(Saved entries)
---*---

use anyhow::{Context, Result};
use operant_core::ClickAction;
use operant_experiment::layout::{self, KEY_PIXELS};
use operant_experiment::{EndReason, SessionStateMachine, SessionSummary};
use operant_hw::Peripherals;
use operant_render::{CANVAS_HEIGHT, CANVAS_WIDTH, SkiaSurface, Viewport};
use operant_timing::HighPrecisionTimer;
use pixels::{Pixels, SurfaceTexture};
use rand::rngs::StdRng;
use std::path::PathBuf;
use std::sync::Arc;
use std::sync::atomic::{AtomicBool, Ordering};
use std::time::{Duration, Instant};
use tracing::{error, info, warn};
use winit::{
    application::ApplicationHandler,
    dpi::{PhysicalPosition, PhysicalSize},
    event::{ElementState, MouseButton, TouchPhase, WindowEvent},
    event_loop::{ActiveEventLoop, ControlFlow, EventLoop},
    keyboard::{KeyCode, PhysicalKey},
    window::{Fullscreen, Window, WindowId},
};

/// Longest the loop sleeps without checking the interrupt flag
const POLL_INTERVAL: Duration = Duration::from_millis(50);

pub type Session<P> = SessionStateMachine<P, SkiaSurface, HighPrecisionTimer, StdRng>;

pub struct AppOptions {
    /// Fullscreen with a hidden cursor, as in the chamber
    pub hardware: bool,
    pub stimuli_dir: PathBuf,
}

pub struct App<P: Peripherals> {
    window: Option<Arc<Window>>,
    pixels: Option<Pixels<'static>>,
    viewport: Viewport,
    session: Session<P>,
    timer: HighPrecisionTimer,
    options: AppOptions,
    interrupted: Arc<AtomicBool>,

    cursor: Option<PhysicalPosition<f64>>,
    cursor_visible: bool,
    presented: Option<u64>,
    /// Shown once the session has ended
    reward: Option<SessionSummary>,
    reward_pecks: usize,
    failure: Option<anyhow::Error>,
}

impl<P: Peripherals> App<P> {
    pub fn new(
        session: Session<P>,
        timer: HighPrecisionTimer,
        options: AppOptions,
        interrupted: Arc<AtomicBool>,
    ) -> Self {
        Self {
            window: None,
            pixels: None,
            viewport: Viewport::fit(CANVAS_WIDTH, CANVAS_HEIGHT),
            session,
            timer,
            cursor_visible: !options.hardware,
            options,
            interrupted,
            cursor: None,
            presented: None,
            reward: None,
            reward_pecks: 0,
            failure: None,
        }
    }

    /// Runs the event loop until the operator leaves the reward screen or
    /// the session faults; returns the fault, if any.
    pub fn run(mut self) -> Result<SessionSummary> {
        let event_loop = EventLoop::new()?;
        info!("Press SPACE once the bird is in the box, ESC to end the session");
        event_loop.run_app(&mut self)?;

        self.end(EndReason::Operator);
        match self.failure.take() {
            Some(e) => Err(e),
            None => Ok(self.session.summary()),
        }
    }

    fn create_window_and_surface(&mut self, event_loop: &ActiveEventLoop) -> Result<()> {
        let config = self.session.config();
        let mut attributes = Window::default_attributes()
            .with_title(format!("{} - {}", config.experiment_id, config.subject))
            .with_resizable(!self.options.hardware);
        if self.options.hardware {
            let monitor = event_loop
                .primary_monitor()
                .or_else(|| event_loop.available_monitors().next())
                .context("no monitor available")?;
            attributes = attributes.with_fullscreen(Some(Fullscreen::Borderless(Some(monitor))));
        } else {
            attributes = attributes.with_inner_size(PhysicalSize::new(CANVAS_WIDTH, CANVAS_HEIGHT));
        }

        let window = Arc::new(event_loop.create_window(attributes)?);
        let size = window.inner_size();
        info!("Display {}×{} (scale {:.2})", size.width, size.height, window.scale_factor());

        let texture = SurfaceTexture::new(size.width, size.height, window.clone());
        self.pixels = Some(Pixels::new(size.width.max(1), size.height.max(1), texture)?);
        self.viewport = Viewport::fit(size.width.max(1), size.height.max(1));

        window.set_cursor_visible(self.cursor_visible);
        window.request_redraw();
        self.window = Some(window);
        Ok(())
    }

    fn render(&mut self) -> Result<()> {
        let Some(pixels) = self.pixels.as_mut() else {
            return Ok(());
        };
        let surface = self.session.surface_mut();
        surface.rasterize();
        surface.present(&self.viewport, pixels.frame_mut());
        pixels.render().context("presenting frame")?;
        self.presented = Some(surface.display_list().generation());
        Ok(())
    }

    fn handle_resize(&mut self, size: PhysicalSize<u32>) {
        let (w, h) = (size.width.max(1), size.height.max(1));
        if let Some(pixels) = &mut self.pixels {
            if let Err(e) = pixels.resize_surface(w, h) {
                warn!("Failed to resize surface: {}", e);
            }
            if let Err(e) = pixels.resize_buffer(w, h) {
                warn!("Failed to resize buffer: {}", e);
            }
        }
        self.viewport = Viewport::fit(w, h);
        self.presented = None;
        info!("Display resized to {}×{}", w, h);
    }

    fn handle_key(&mut self, key: PhysicalKey, event_loop: &ActiveEventLoop) {
        let PhysicalKey::Code(code) = key else {
            return;
        };
        match code {
            KeyCode::Space => {
                if let Err(e) = self.begin() {
                    self.fail(e, event_loop);
                }
            }
            KeyCode::Escape => {
                if self.reward.is_some() {
                    event_loop.exit();
                } else {
                    info!("Escape pressed -- ending session");
                    self.end(EndReason::Operator);
                }
            }
            KeyCode::KeyC if self.options.hardware => {
                self.cursor_visible = !self.cursor_visible;
                if let Some(window) = &self.window {
                    window.set_cursor_visible(self.cursor_visible);
                }
            }
            _ => {}
        }
    }

    /// Starts the session and preloads every stimulus it can show
    fn begin(&mut self) -> Result<()> {
        if self.session.has_started() || self.session.is_finished() {
            return Ok(());
        }
        self.session.begin()?;
        let names: Vec<String> = self
            .session
            .assignments()
            .map(|a| a.iter().map(|(_, f)| f.to_string()).collect())
            .unwrap_or_default();
        let loaded = self.session.surface_mut().preload_stimuli(
            &self.options.stimuli_dir,
            names.iter().map(String::as_str),
            KEY_PIXELS as u32,
        )?;
        info!("Preloaded {} stimulus image(s) from {}", loaded, self.options.stimuli_dir.display());
        Ok(())
    }

    fn peck(&mut self, position: PhysicalPosition<f64>, event_loop: &ActiveEventLoop) {
        let Some((x, y)) = self.viewport.to_canvas(position.x, position.y) else {
            return;
        };
        match self.session.click(x, y) {
            Ok(Some(ClickAction::RewardPeck)) => {
                layout::paint_dot(self.session.surface_mut(), (x, y), self.reward_pecks);
                self.reward_pecks += 1;
            }
            Ok(_) => {}
            Err(e) => self.fail(e.into(), event_loop),
        }
    }

    /// Runs teardown (once) and switches to the reward screen
    fn end(&mut self, reason: EndReason) {
        if self.session.terminate(reason) {
            self.show_reward();
        }
    }

    fn show_reward(&mut self) {
        let summary = self.session.summary();
        info!(
            "{} finished {} trial(s), {} reinforced",
            summary.subject, summary.trials_completed, summary.reinforced_trials
        );
        if let Some(path) = &summary.data_file {
            info!("Data saved to {}", path.display());
        }
        layout::draw_reward_screen(self.session.surface_mut(), &summary);
        self.reward = Some(summary);
    }

    fn fail(&mut self, err: anyhow::Error, event_loop: &ActiveEventLoop) {
        error!("Session aborted: {:#}", err);
        self.session.terminate(EndReason::Fault);
        self.failure.get_or_insert(err);
        event_loop.exit();
    }
}

impl<P: Peripherals> ApplicationHandler for App<P> {
    fn resumed(&mut self, event_loop: &ActiveEventLoop) {
        if self.window.is_none() {
            if let Err(e) = self.create_window_and_surface(event_loop) {
                self.fail(e.context("creating window"), event_loop);
            }
        }
    }

    fn window_event(&mut self, event_loop: &ActiveEventLoop, _id: WindowId, event: WindowEvent) {
        match event {
            WindowEvent::CloseRequested => {
                self.session.surface_mut().detach();
                self.session.terminate(EndReason::Operator);
                event_loop.exit();
            }
            WindowEvent::RedrawRequested => {
                if let Err(e) = self.render() {
                    self.fail(e, event_loop);
                }
            }
            WindowEvent::KeyboardInput { event, .. }
                if event.state.is_pressed() && !event.repeat =>
            {
                self.handle_key(event.physical_key, event_loop);
            }
            WindowEvent::CursorMoved { position, .. } => self.cursor = Some(position),
            WindowEvent::MouseInput {
                state: ElementState::Pressed,
                button: MouseButton::Left,
                ..
            } => {
                if let Some(position) = self.cursor {
                    self.peck(position, event_loop);
                }
            }
            WindowEvent::Touch(touch) if touch.phase == TouchPhase::Started => {
                self.peck(touch.location, event_loop);
            }
            WindowEvent::Resized(size) => self.handle_resize(size),
            WindowEvent::ScaleFactorChanged { .. } => {
                if let Some(window) = &self.window {
                    self.handle_resize(window.inner_size());
                }
            }
            _ => {}
        }
    }

    fn about_to_wait(&mut self, event_loop: &ActiveEventLoop) {
        if self.interrupted.swap(false, Ordering::SeqCst) {
            info!("Interrupt received -- ending session");
            self.end(EndReason::Interrupted);
            event_loop.exit();
            return;
        }

        if let Err(e) = self.session.advance() {
            self.fail(e.into(), event_loop);
            return;
        }
        if self.session.is_finished() && self.reward.is_none() {
            self.show_reward();
        }

        let generation = self.session.surface().display_list().generation();
        if self.presented != Some(generation) {
            if let Some(window) = &self.window {
                window.request_redraw();
            }
        }

        let poll = Instant::now() + POLL_INTERVAL;
        let wake = self
            .session
            .next_deadline()
            .map(|ns| self.timer.instant_at(ns).min(poll))
            .unwrap_or(poll);
        event_loop.set_control_flow(ControlFlow::WaitUntil(wake));
    }
}

impl<P: Peripherals> Drop for App<P> {
    fn drop(&mut self) {
        // parks the chamber if the loop unwound without a teardown
        self.session.terminate(EndReason::Fault);
    }
}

---*---

WHAT YOU NEED TO DO: Wherever a line in the data above contains the word "into", copy that line.

ANSWER SPACE:
            Err(e) => self.fail(e.into(), event_loop),
            self.fail(e.into(), event_loop);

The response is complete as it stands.